FAQ about Lemon-Orange Orange Roughy Recipe
Comments
Raymond Brown
08/26/2024 06:36:10 AM
Great recipe! I made some adjustments to suit my preferences and calorie intake. I sprayed butter spray on the fish and shrimp (I also used 8 oz of raw shrimp), then seasoned them with Old Bay seasoning, Himalayan pink salt, fresh ground pepper, lemon pepper, and a touch of garlic powder on the shrimp. I used 1.5 tsp of olive oil, 3 cloves of garlic (2 minced, 1 sliced), and 5-6 chopped fresh basil leaves. I heated everything in the oil before adding the fish, shrimp, and juice. The fish cooked for 5 minutes, and I added the shrimp halfway through.
Scott Collins
09/21/2024 01:32:41 PM
This recipe is amazing with any kind of flaky white fish, such as flounder, tilapia, or grouper. I personally enjoy heating the oil in a large sauté pan, cooking the fish for about 4 minutes over medium-high heat until it's just starting to brown, then flipping it, pouring the juice over it, covering it, and removing it from the heat. In just about 5 minutes, it turns out perfectly every time. The "sauce" is delicious over rice, quinoa, or couscous as is, or you can reduce or thicken it with a bit of cornstarch. It also pairs well with either lemon or lime juice, whichever you have on hand. I love this recipe, and it's so easy that even kids can make it. Thank you!
Mark Hall
10/12/2023 11:50:28 AM
Explosive burst of flavors! This dish was both incredibly nutritious and delicious. I substituted 2 tablespoons of orange concentrate for fresh orange, seasoned the fillets with lemon pepper, and let them marinate for 10 minutes before pan-frying them in a bit of olive oil on medium-high heat. Once both sides were nicely browned, I added the lemon and orange sauce, simmering on medium heat to thicken. The result was outstanding, especially when paired with a quinoa and mushroom dish from the same site. The fish had a gorgeous orange glaze, and the flavors complemented each other perfectly. This has become one of my top choices for a healthy and satisfying dinner!
Karen Edwards
10/19/2023 08:47:00 AM
Review revised: I prepared the dish with cod, but unfortunately, the flavors of the freshly-squeezed orange and lemon juices were overpowered by the lemon pepper seasoning. Incorporating the juices at the start and then flipping the fillets resulted in a lack of fresh juice essence. The quick cooking time didn't allow the juice to enhance the fish, and upon flipping, the juice seemed to evaporate rapidly.

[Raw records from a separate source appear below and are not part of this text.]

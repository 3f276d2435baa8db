//! JSON-RPC 2.0 envelope validation and message classification.
//!
//! A [`SchemaValidator`] is stateful per direction: it numbers the messages
//! it emits and records in-flight Requests in the linked registry so that
//! Responses arriving on the opposite direction can be paired.

use serde_json::{Map, Value};

use crate::decode::{DecodeError, Message};
use crate::frame::Frame;
use crate::issue::SchemaIssueTree;
use crate::message::{Id, MessageKind, MessageRef, Sender, TypedMessage};
use crate::registry::{PendingRequest, RegistryHandle};

/// Method-specific validation hook for Requests and Notifications.
///
/// The default performs no additional checks; implementations can inspect
/// `params` and record findings on the issue tree.
pub trait MethodValidator: Send {
    fn validate_method(&self, method: &str, params: Option<&Value>, issues: &mut SchemaIssueTree) {
        let _ = (method, params, issues);
    }
}

/// The do-nothing default hook.
#[derive(Debug, Clone, Copy, Default)]
pub struct NoopMethodValidator;

impl MethodValidator for NoopMethodValidator {}

enum MethodState<'a> {
    Absent,
    Valid(&'a str),
    Invalid,
}

enum IdState {
    Absent,
    Valid(Id),
    Null,
    Invalid,
}

/// Classifies decoded messages, attaches schema-issue trees, and correlates
/// Requests with Responses through the linked registry pair.
pub struct SchemaValidator {
    sender: Sender,
    registry: RegistryHandle,
    next_seq: u64,
    method_validator: Box<dyn MethodValidator>,
}
#![forbid(unsafe_code)]
//! Stdio tap around a language server process.
//!
//! Wires the [`lspmitm`] pipelines between a client (this process' stdin and
//! stdout) and a spawned server subprocess: every byte is forwarded
//! unmodified in both directions while also being framed, decoded, validated
//! and correlated into [`TapEvent`]s on an unbounded channel. Mirroring is
//! independent of parsing — malformed traffic still flows.
//!
//! [`run_tap`] drives a connection over any pair of byte streams (tests use
//! in-memory pipes); [`run_stdio_proxy`] is the full arrangement around a
//! child process, as used by the `lspmitm` binary.

mod error;
mod proxy;
mod tap;

pub use error::TapError;
pub use proxy::run_stdio_proxy;
pub use tap::{run_direction, run_tap, TapEvent};
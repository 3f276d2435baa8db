//! `lspmitm <server> [args…]` — observe an LSP conversation from the middle.
//!
//! The monitor sits between the editor (its own stdin/stdout) and the
//! spawned server, forwarding bytes untouched while logging every classified
//! message as one log line. Lines go to the file named by `LSPMITM_LOG`, or
//! to stderr when unset; stdout belongs to the mirrored protocol bytes.

use std::ffi::OsString;

use tokio::io::AsyncWriteExt;
use tokio::sync::mpsc;
use tracing::{debug, info, warn};

use lspmitm::{to_log_line, MessageLog};
use lspmitm_tap::{run_stdio_proxy, TapEvent};

#[tokio::main]
async fn main() {
    tracing_subscriber::fmt()
        .with_env_filter(
            tracing_subscriber::EnvFilter::try_from_default_env()
                .unwrap_or_else(|_| tracing_subscriber::EnvFilter::new("info")),
        )
        .with_writer(std::io::stderr)
        .init();

    let mut args = std::env::args_os().skip(1);
    let Some(server) = args.next() else {
        eprintln!("usage: lspmitm <server> [args...]");
        std::process::exit(2);
    };
    let server_args: Vec<OsString> = args.collect();

    let log_path = std::env::var_os("LSPMITM_LOG");
    let mut log_file = match &log_path {
        Some(path) => match tokio::fs::File::create(path).await {
            Ok(file) => Some(file),
            Err(error) => {
                eprintln!("FATAL: cannot open log file {path:?}: {error}");
                std::process::exit(1);
            }
        },
        None => None,
    };

    let (events_tx, mut events_rx) = mpsc::unbounded_channel();

    let consumer = tokio::spawn(async move {
        let mut log = MessageLog::new();
        while let Some(event) = events_rx.recv().await {
            match event {
                TapEvent::Message(message) => {
                    let line = to_log_line(&message);
                    match &mut log_file {
                        Some(file) => {
                            if let Err(error) = write_line(file, &line).await {
                                warn!(%error, "failed to write log line");
                            }
                        }
                        None => eprintln!("{line}"),
                    }
                    let issues = message.issue_count();
                    if issues > 0 {
                        warn!(
                            sender = %message.sender,
                            kind = message.kind.name(),
                            issues,
                            "message with schema issues"
                        );
                    } else {
                        debug!(
                            sender = %message.sender,
                            kind = message.kind.name(),
                            method = message.method().unwrap_or("-"),
                            "message"
                        );
                    }
                    log.append(message);
                }
                TapEvent::FrameError { sender, error } => warn!(
                    %sender,
                    offset = error.global_offset,
                    "framing error: {}",
                    error.kind
                ),
                TapEvent::ServerExit(status) => info!(?status, "server exited"),
            }
        }
        log
    });

    info!(server = ?server, "starting tap");
    let result = run_stdio_proxy(&server, &server_args, events_tx).await;

    let log = match consumer.await {
        Ok(log) => log,
        Err(error) => {
            eprintln!("FATAL: event consumer failed: {error}");
            std::process::exit(1);
        }
    };
    info!(messages = log.len(), "capture complete");

    match result {
        Ok(status) => std::process::exit(status.code().unwrap_or(0)),
        Err(error) => {
            eprintln!("FATAL: {error}");
            std::process::exit(1);
        }
    }
}

async fn write_line(file: &mut tokio::fs::File, line: &str) -> std::io::Result<()> {
    file.write_all(line.as_bytes()).await?;
    file.write_all(b"\n").await?;
    file.flush().await
}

If I were to attempt this recipe again (which seems unlikely), I'd suggest waiting until the fish is almost done cooking to add the juices for better flavor infusion. Furthermore, a garnish like chopped parsley or cilantro would greatly improve the presentation, as it currently lacks visual appeal.
Jerry Thomas
07/08/2024 02:28:01 PM
My husband couldn't stop raving about this recipe! It's foolproof! I consider myself a decent cook, but cooking fish has never been my forte. My husband, who is watching his cholesterol, kept asking how much butter I used to make it so deliciously buttery. He was surprised when I told him I didn't use any butter, just a small drizzle of olive oil in the pan. Simply sear the fish in the oil, squeeze the juice of one lemon and one orange over the top, sprinkle with lemon pepper, and let it simmer until flaky. I also added a bit of grated orange and lemon zest to the juice. It couldn't be easier!
Scott Nguyen
07/28/2024 01:29:01 AM
I have made this recipe multiple times and it never fails to taste delicious. The only alteration I make is using blood orange olive oil, which adds a unique twist to the flavor.
David Turner
03/04/2024 08:53:37 PM
I absolutely adore this recipe with any type of white fish.